I want to maintain the style name, color attributes, and color hex, with a colon in between and no spaces. I was attempting something like the following to make this happen:

$strip =~ s/\w+\}|\w+^#([0-9a-fA-F]{3})|([0-9a-fA-F]{6})//;

but it's not working. Anyone care to set me on the right path?

Cheers.

This, like most perl answers, starts with "Use CPAN". Everything you ever wanted to do has been done before.

use CSS;

my $css = CSS->new();

$css->read_string('
.style1 {
font-size: 24px;
font-weight: bold;
color: #FFEFA1;
} 
');

$color = $css->get_style_by_selector('.style1')
             ->get_property_by_name('color')
             ->values;

Using modules like CSS from CPAN means that someone has already considered the edge cases that your regex solutions haven't. Consider:

.someClass, div.otherClass, #someid {
    color: #aa00aa
}

Getting the color using regexes for a particular selector just got a whole lot harder.
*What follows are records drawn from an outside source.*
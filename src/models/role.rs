use serde::{Deserialize, Serialize};
use std::fmt;

#[derive(Debug, Clone, Copy, PartialEq, Eq, Serialize, Deserialize)]
#[serde(rename_all = "SCREAMING_SNAKE_CASE")]
pub enum Team {
    Townsfolk,
    Outsider,
    Minion,
    Demon,
    Traveler,
    Fabled,
}

impl Team {
    pub fn is_evil(&self) -> bool {
        matches!(self, Team::Minion | Team::Demon)
    }
}

impl fmt::Display for Team {
    fn fmt(&self, f: &mut fmt::Formatter<'_>) -> fmt::Result {
        match self {
            Team::Townsfolk => write!(f, "Townsfolk"),
            Team::Outsider => write!(f, "Outsider"),
            Team::Minion => write!(f, "Minion"),
            Team::Demon => write!(f, "Demon"),
            Team::Traveler => write!(f, "Traveler"),
            Team::Fabled => write!(f, "Fabled"),
        }
    }
}

// 夜アクションの形。プレイヤーが提出するペイロードはこの形に従う
#[derive(Debug, Clone, PartialEq, Serialize, Deserialize)]
#[serde(tag = "type", rename_all = "snake_case")]
pub enum NightActionDef {
    ChoosePlayer { prompt: String },
    ChooseTwoPlayers { prompt: String },
    Confirm { prompt: String },
    Binary { prompt: String, options: [String; 2] },
}

impl NightActionDef {
    pub fn prompt(&self) -> &str {
        match self {
            NightActionDef::ChoosePlayer { prompt }
            | NightActionDef::ChooseTwoPlayers { prompt }
            | NightActionDef::Confirm { prompt }
            | NightActionDef::Binary { prompt, .. } => prompt,
        }
    }
}

#[derive(Debug, Clone, PartialEq, Serialize, Deserialize)]
pub struct RoleDef {
    pub id: String,
    pub name: String,
    pub team: Team,
    pub ability: String,
    #[serde(default)]
    pub first_night: bool,
    #[serde(default)]
    pub other_night: bool,
    #[serde(default)]
    pub reminders: Vec<String>,
    #[serde(skip_serializing_if = "Option::is_none")]
    pub night_action: Option<NightActionDef>,
}

#[derive(Debug, Clone, PartialEq, Serialize, Deserialize)]
pub struct ScriptDef {
    pub id: String,
    pub name: String,
    pub roles: Vec<String>,
}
If you know that there will be a color attribute within $strip you can use

$strip =~ s!\s*{.*color:\s*(#[0-9a-f]{6});.*}!:color:$1!is;

Things to note:

  • i modifier does case insensitive matching
  • s modifier means that the '.' character matches any character including newlines

I wrote this in the plan9port environment shell, but it ports easily to any linux.

This bit of code creates a sed script to spindle your data.

#!/usr/local/plan9/bin/rc
# .style1:color:#FFEFA1
cat > this.sed <<EOF
# for lines which start with .
/\./{
# strip open curly brace
s, {,:,
# store element tag
h
# skip to next line
n
}

# strip close curly brace
/}/d

# for other lines
{
# remove spaces
s, ,,g
# get rid of ; at end
s,;$,,g
# pull back in the element tag
G
# join to one line
s,\n,,
# shift element tag to the start
# sed in plan 9 is a little different
# for gnu sed, use \( \) and \+
s,(.*)(\.[^.]+$),\2\1,
# finally print something
p
}
EOF

This bit of code runs your input against the sed script,

cat | sed -n -f this.sed <<EOF
.style1 {
font-size: 24px;
font-weight: bold;
color: #FFEFA1;
}
EOF

to generate this output.

.style1:font-size:24px
.style1:font-weight:bold
.style1:color:#FFEFA1

You can grep for lines you want, or "grep -v" the ones you don't.

不知道为什么没有提到它,但是大括号在正则表达式中有特殊含义,因此需要转义。